O produto é comercializado nacionalmente e adquirido em pregões eletrônicos em virtude do menor preço. Testar o melhor CIV para o tratamento foi apenas uma das etapas do trabalho. Em 2014, o estudo avaliou o conhecimento e atitudes de 183 cirurgiões-dentistas da Estratégia Saúde da Família, de Teresina, sobre o ART.
Observou-se que, apesar do bom conhecimento sobre a técnica, a maioria necessitava de aprimoramento para a correta indicação. Em um segundo momento, ocorreu a capacitação desses profissionais.
Para a dentista Patrícia Viana, que participou do treinamento, a experiência foi excelente, já que possibilitou trabalhar de forma mais profunda com a técnica, que havia estudado ainda na graduação.
“Nós [da Estratégia Saúde da Família] temos muita demanda. Atendemos muitas crianças, escolas e creches. Sem dúvida, quando o profissional tem a oportunidade de relembrar ou então de ter o primeiro contato com a técnica, aumenta o leque de possibilidades do tratamento odontológico dos pacientes”, afirma Patrícia Viana.

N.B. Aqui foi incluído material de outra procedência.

//! Idempotent cloud resource provisioning
//!
//! [`ControlPlane`] is the set of operations a backend must offer. Two
//! backends implement it: [`ApiBackend`] over the REST API and [`CliBackend`]
//! over the cloud CLI. [`Provisioner`] builds the ensure-create behaviour on
//! top and never knows which backend it is talking to.

use async_trait::async_trait;
use control_plane_client::{
    ComputeInstance, InstanceSpec, InterfaceSpec, NetworkInterface, NetworkSpec, PowerState,
    PublicAddress, PublicAddressSpec, ResourceGroup, ResourceGroupSpec, RuleDirection,
    SecurityGroup, SecurityGroupSpec, SecurityRule, VirtualNetwork,
};

use crate::errors::OrchestratorError;

pub mod api;
pub mod cli;
pub mod provisioner;
pub mod select;

pub use api::ApiBackend;
pub use cli::CliBackend;
pub use provisioner::Provisioner;
pub use select::{connect, select_backend};

/// Operations a control-plane backend offers.
///
/// `get_*` returns `Ok(None)` when the resource does not exist.
#[async_trait]
pub trait ControlPlane: Send + Sync {
    /// Short name for logs
    fn backend_name(&self) -> &'static str;

    async fn get_resource_group(&self, name: &str)
        -> Result<Option<ResourceGroup>, OrchestratorError>;

    async fn create_resource_group(
        &self,
        spec: &ResourceGroupSpec,
    ) -> Result<ResourceGroup, OrchestratorError>;

    async fn get_network(
        &self,
        resource_group: &str,
        name: &str,
    ) -> Result<Option<VirtualNetwork>, OrchestratorError>;

    async fn create_network(&self, spec: &NetworkSpec) -> Result<VirtualNetwork, OrchestratorError>;

    async fn get_security_group(
        &self,
        resource_group: &str,
        name: &str,
    ) -> Result<Option<SecurityGroup>, OrchestratorError>;

    async fn create_security_group(
        &self,
        spec: &SecurityGroupSpec,
    ) -> Result<SecurityGroup, OrchestratorError>;

    async fn get_public_address(
        &self,
        resource_group: &str,
        name: &str,
    ) -> Result<Option<PublicAddress>, OrchestratorError>;

    async fn create_public_address(
        &self,
        spec: &PublicAddressSpec,
    ) -> Result<PublicAddress, OrchestratorError>;

    async fn get_interface(
        &self,
        resource_group: &str,
        name: &str,
    ) -> Result<Option<NetworkInterface>, OrchestratorError>;

    async fn create_interface(
        &self,
        spec: &InterfaceSpec,
    ) -> Result<NetworkInterface, OrchestratorError>;

    async fn get_instance(
        &self,
        resource_group: &str,
        name: &str,
    ) -> Result<Option<ComputeInstance>, OrchestratorError>;

    async fn create_instance(&self, spec: &InstanceSpec)
        -> Result<ComputeInstance, OrchestratorError>;

    async fn get_power_state(
        &self,
        resource_group: &str,
        name: &str,
    ) -> Result<PowerState, OrchestratorError>;

    async fn delete_resource_group(&self, name: &str) -> Result<(), OrchestratorError>;
}

/// Inbound rules every application host needs: SSH, HTTP and HTTPS
pub fn default_security_rules() -> Vec<SecurityRule> {
    [("allow-ssh", 1000, 22), ("allow-http", 1010, 80), ("allow-https", 1020, 443)]
        .into_iter()
        .map(|(name, priority, port)| SecurityRule {
            name: name.to_string(),
            priority,
            direction: RuleDirection::Inbound,
            protocol: "Tcp".to_string(),
            destination_port: port,
        })
        .collect()
}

Mais de 1 mil crianças são examinadas em Teresina
Em junho, foi encerrada a terceira etapa do projeto, a fase da execução das restaurações ART em creches da Prefeitura Municipal de Teresina. Pais e responsáveis foram contatados para prestar informações sobre os comportamentos relacionados à saúde bucal e assinaram autorização para o atendimento.
Ao todo, foram examinadas 1.112 crianças em cinco creches: Vila Bandeirantes, Satélite, Três Andares, Vila da Paz e Planalto Uruguai. Dessas, 38% apresentaram cárie dentária com gravidade de acordo com a progressão de idade.
Cerca de 600 procedimentos foram realizados e em 31% dos casos foi possível concluir o tratamento odontológico sem a necessidade de encaminhamento a um consultório.
O Ministério da Saúde considera o ART um protocolo para atendimentos individualizados extraclínicos, acamados, institucionalizados e de forma universalizada para dentes decíduos com monitoramento.
Uma utilização necessária em locais de alta prevalência de cáries, como Teresina. Segundo a professora Marcoeli Silva, a prefeitura mantém na capital em média 200 consultórios odontológicos que constantemente suspendem o atendimento devido a problemas técnicos.
Para a coordenadora da pesquisa, adotar o ART como alternativa restauradora seria uma solução para os profissionais da atenção básica que seriam multiplicadores em suas zonas de atuação.
"O grande diferencial da técnica é não precisar de um consultório odontológico. Normalmente a criança fica no colo da mãe, do pai. Então ela se sente mais segura, mais confortável do que em uma cadeira, o que favorece o atendimento.
Nós utilizamos um instrumento de corte manual, como se fosse uma colherzinha, que vai limpando o dente. Então não tem aquele barulho, aquela vibração do motor", explica Marcoeli Silva.